=== Records supplied ===
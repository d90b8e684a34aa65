// ABOUTME: Auth and profile application-state container
// ABOUTME: Explicit state transitions over the identity and storage collaborators
//
// SPDX-License-Identifier: MIT OR Apache-2.0
// Copyright (c) 2025 Piste Contributors

//! Auth/profile state container
//!
//! Holds the signed-in user, their session, and their rider profile as one
//! snapshot, mutated only through named transition operations
//! (`initialize`, `set_user`, `set_session`, `fetch_profile`,
//! `update_profile`, `sign_out`). The identity provider itself is an
//! external collaborator behind the [`IdentityProvider`] trait.

use async_trait::async_trait;
use chrono::{DateTime, Utc};
use piste_core::errors::{AppError, AppResult};
use piste_core::models::{ProfileUpdate, UserProfile};
use serde::{Deserialize, Serialize};
use tokio::sync::RwLock;
use tracing::{debug, warn};
use uuid::Uuid;

use crate::storage::StorageProvider;

/// Authenticated user identity supplied by the external provider
#[derive(Debug, Clone, Serialize, Deserialize, PartialEq, Eq)]
pub struct AuthUser {
    /// Stable user identifier
    pub id: Uuid,
    /// Email address registered with the provider
    pub email: String,
}

/// An authenticated session supplied by the external provider
#[derive(Debug, Clone, Serialize, Deserialize, PartialEq, Eq)]
pub struct AuthSession {
    /// The session's user
    pub user: AuthUser,
    /// Opaque access token
    pub access_token: String,
    /// Session expiry
    pub expires_at: DateTime<Utc>,
}

/// External identity/session collaborator
#[async_trait]
pub trait IdentityProvider: Send + Sync {
    /// Get the current session, if one exists
    async fn current_session(&self) -> AppResult<Option<AuthSession>>;

    /// Terminate the current session with the provider
    async fn sign_out(&self) -> AppResult<()>;
}

/// One snapshot of the auth/profile state
#[derive(Debug, Clone, Default)]
pub struct AuthState {
    /// Signed-in user, if any
    pub user: Option<AuthUser>,
    /// Active session, if any
    pub session: Option<AuthSession>,
    /// Loaded rider profile, if any
    pub profile: Option<UserProfile>,
    /// Whether an initialize call is in flight
    pub is_loading: bool,
    /// Last transition error, if any
    pub error: Option<String>,
}

/// Auth/profile state container
pub struct AuthStore<S, I> {
    storage: S,
    identity: I,
    state: RwLock<AuthState>,
}

impl<S, I> AuthStore<S, I>
where
    S: StorageProvider,
    I: IdentityProvider,
{
    /// Create a container with empty state
    pub fn new(storage: S, identity: I) -> Self {
        Self {
            storage,
            identity,
            state: RwLock::new(AuthState::default()),
        }
    }

    /// Snapshot the current state
    pub async fn state(&self) -> AuthState {
        self.state.read().await.clone()
    }

    /// Pull the current session from the identity provider and load the
    /// rider's profile
    ///
    /// # Errors
    /// Returns the underlying error after recording it in the state
    /// snapshot; `is_loading` is cleared either way.
    pub async fn initialize(&self) -> AppResult<()> {
        {
            let mut state = self.state.write().await;
            state.is_loading = true;
            state.error = None;
        }
        let result = self.initialize_inner().await;
        let mut state = self.state.write().await;
        state.is_loading = false;
        if let Err(err) = &result {
            warn!(error = %err, "auth initialization failed");
            state.error = Some(err.to_string());
        }
        drop(state);
        result
    }

    async fn initialize_inner(&self) -> AppResult<()> {
        let session = self.identity.current_session().await?;
        if let Some(session) = session {
            debug!(user_id = %session.user.id, "session restored");
            {
                let mut state = self.state.write().await;
                state.user = Some(session.user.clone());
                state.session = Some(session);
            }
            self.fetch_profile().await?;
        }
        Ok(())
    }

    /// Replace the signed-in user
    pub async fn set_user(&self, user: Option<AuthUser>) {
        self.state.write().await.user = user;
    }

    /// Replace the active session
    pub async fn set_session(&self, session: Option<AuthSession>) {
        self.state.write().await.session = session;
    }

    /// Replace the loaded profile
    pub async fn set_profile(&self, profile: Option<UserProfile>) {
        self.state.write().await.profile = profile;
    }

    /// Load the signed-in user's profile from storage
    ///
    /// A no-op when nobody is signed in; a missing profile record leaves
    /// the profile unset (the onboarding flow creates it later).
    ///
    /// # Errors
    /// Returns storage errors unchanged
    pub async fn fetch_profile(&self) -> AppResult<()> {
        let user = self.state.read().await.user.clone();
        let Some(user) = user else {
            return Ok(());
        };
        let profile = self.storage.get_profile(user.id).await?;
        self.state.write().await.profile = profile;
        Ok(())
    }

    /// Apply a partial update to the signed-in user's profile
    ///
    /// # Errors
    /// Returns `AuthRequired` when nobody is signed in or no profile is
    /// loaded; storage errors are recorded in the state and propagated.
    pub async fn update_profile(&self, update: &ProfileUpdate) -> AppResult<UserProfile> {
        let user = {
            let state = self.state.read().await;
            if state.profile.is_none() {
                return Err(AppError::auth_required());
            }
            state.user.clone().ok_or_else(AppError::auth_required)?
        };
        match self.storage.update_profile(user.id, update).await {
            Ok(profile) => {
                self.state.write().await.profile = Some(profile.clone());
                Ok(profile)
            }
            Err(err) => {
                self.state.write().await.error = Some(err.to_string());
                Err(err)
            }
        }
    }

    /// Sign out with the identity provider and clear the snapshot
    ///
    /// # Errors
    /// Provider errors are recorded in the state and propagated; local
    /// state is only cleared after the provider confirms.
    pub async fn sign_out(&self) -> AppResult<()> {
        if let Err(err) = self.identity.sign_out().await {
            self.state.write().await.error = Some(err.to_string());
            return Err(err);
        }
        let mut state = self.state.write().await;
        state.user = None;
        state.session = None;
        state.profile = None;
        Ok(())
    }
}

=== About this task ===
Print out an identical copy of the whole listing.

=== Solution for this problem ===
repository d90b8e684a34aa65
// ABOUTME: Auth and profile application-state container
// ABOUTME: Explicit state transitions over the identity and storage collaborators
//
// SPDX-License-Identifier: MIT OR Apache-2.0
// Copyright (c) 2025 Piste Contributors

//! Auth/profile state container
//!
//! Holds the signed-in user, their session, and their rider profile as one
//! snapshot, mutated only through named transition operations
//! (`initialize`, `set_user`, `set_session`, `fetch_profile`,
//! `update_profile`, `sign_out`). The identity provider itself is an
//! external collaborator behind the [`IdentityProvider`] trait.

use async_trait::async_trait;
use chrono::{DateTime, Utc};
use piste_core::errors::{AppError, AppResult};
use piste_core::models::{ProfileUpdate, UserProfile};
use serde::{Deserialize, Serialize};
use tokio::sync::RwLock;
use tracing::{debug, warn};
use uuid::Uuid;

use crate::storage::StorageProvider;

/// Authenticated user identity supplied by the external provider
#[derive(Debug, Clone, Serialize, Deserialize, PartialEq, Eq)]
pub struct AuthUser {
    /// Stable user identifier
    pub id: Uuid,
    /// Email address registered with the provider
    pub email: String,
}

/// An authenticated session supplied by the external provider
#[derive(Debug, Clone, Serialize, Deserialize, PartialEq, Eq)]
pub struct AuthSession {
    /// The session's user
    pub user: AuthUser,
    /// Opaque access token
    pub access_token: String,
    /// Session expiry
    pub expires_at: DateTime<Utc>,
}

/// External identity/session collaborator
#[async_trait]
pub trait IdentityProvider: Send + Sync {
    /// Get the current session, if one exists
    async fn current_session(&self) -> AppResult<Option<AuthSession>>;

    /// Terminate the current session with the provider
    async fn sign_out(&self) -> AppResult<()>;
}

/// One snapshot of the auth/profile state
#[derive(Debug, Clone, Default)]
pub struct AuthState {
    /// Signed-in user, if any
    pub user: Option<AuthUser>,
    /// Active session, if any
    pub session: Option<AuthSession>,
    /// Loaded rider profile, if any
    pub profile: Option<UserProfile>,
    /// Whether an initialize call is in flight
    pub is_loading: bool,
    /// Last transition error, if any
    pub error: Option<String>,
}

/// Auth/profile state container
pub struct AuthStore<S, I> {
    storage: S,
    identity: I,
    state: RwLock<AuthState>,
}

impl<S, I> AuthStore<S, I>
where
    S: StorageProvider,
    I: IdentityProvider,
{
    /// Create a container with empty state
    pub fn new(storage: S, identity: I) -> Self {
        Self {
            storage,
            identity,
            state: RwLock::new(AuthState::default()),
        }
    }

    /// Snapshot the current state
    pub async fn state(&self) -> AuthState {
        self.state.read().await.clone()
    }

    /// Pull the current session from the identity provider and load the
    /// rider's profile
    ///
    /// # Errors
    /// Returns the underlying error after recording it in the state
    /// snapshot; `is_loading` is cleared either way.
    pub async fn initialize(&self) -> AppResult<()> {
        {
            let mut state = self.state.write().await;
            state.is_loading = true;
            state.error = None;
        }
        let result = self.initialize_inner().await;
        let mut state = self.state.write().await;
        state.is_loading = false;
        if let Err(err) = &result {
            warn!(error = %err, "auth initialization failed");
            state.error = Some(err.to_string());
        }
        drop(state);
        result
    }

    async fn initialize_inner(&self) -> AppResult<()> {
        let session = self.identity.current_session().await?;
        if let Some(session) = session {
            debug!(user_id = %session.user.id, "session restored");
            {
                let mut state = self.state.write().await;
                state.user = Some(session.user.clone());
                state.session = Some(session);
            }
            self.fetch_profile().await?;
        }
        Ok(())
    }

    /// Replace the signed-in user
    pub async fn set_user(&self, user: Option<AuthUser>) {
        self.state.write().await.user = user;
    }

    /// Replace the active session
    pub async fn set_session(&self, session: Option<AuthSession>) {
        self.state.write().await.session = session;
    }

    /// Replace the loaded profile
    pub async fn set_profile(&self, profile: Option<UserProfile>) {
        self.state.write().await.profile = profile;
    }

    /// Load the signed-in user's profile from storage
    ///
    /// A no-op when nobody is signed in; a missing profile record leaves
    /// the profile unset (the onboarding flow creates it later).
    ///
    /// # Errors
    /// Returns storage errors unchanged
    pub async fn fetch_profile(&self) -> AppResult<()> {
        let user = self.state.read().await.user.clone();
        let Some(user) = user else {
            return Ok(());
        };
        let profile = self.storage.get_profile(user.id).await?;
        self.state.write().await.profile = profile;
        Ok(())
    }

    /// Apply a partial update to the signed-in user's profile
    ///
    /// # Errors
    /// Returns `AuthRequired` when nobody is signed in or no profile is
    /// loaded; storage errors are recorded in the state and propagated.
    pub async fn update_profile(&self, update: &ProfileUpdate) -> AppResult<UserProfile> {
        let user = {
            let state = self.state.read().await;
            if state.profile.is_none() {
                return Err(AppError::auth_required());
            }
            state.user.clone().ok_or_else(AppError::auth_required)?
        };
        match self.storage.update_profile(user.id, update).await {
            Ok(profile) => {
                self.state.write().await.profile = Some(profile.clone());
                Ok(profile)
            }
            Err(err) => {
                self.state.write().await.error = Some(err.to_string());
                Err(err)
            }
        }
    }

    /// Sign out with the identity provider and clear the snapshot
    ///
    /// # Errors
    /// Provider errors are recorded in the state and propagated; local
    /// state is only cleared after the provider confirms.
    pub async fn sign_out(&self) -> AppResult<()> {
        if let Err(err) = self.identity.sign_out().await {
            self.state.write().await.error = Some(err.to_string());
            return Err(err);
        }
        let mut state = self.state.write().await;
        state.user = None;
        state.session = None;
        state.profile = None;
        Ok(())
    }
}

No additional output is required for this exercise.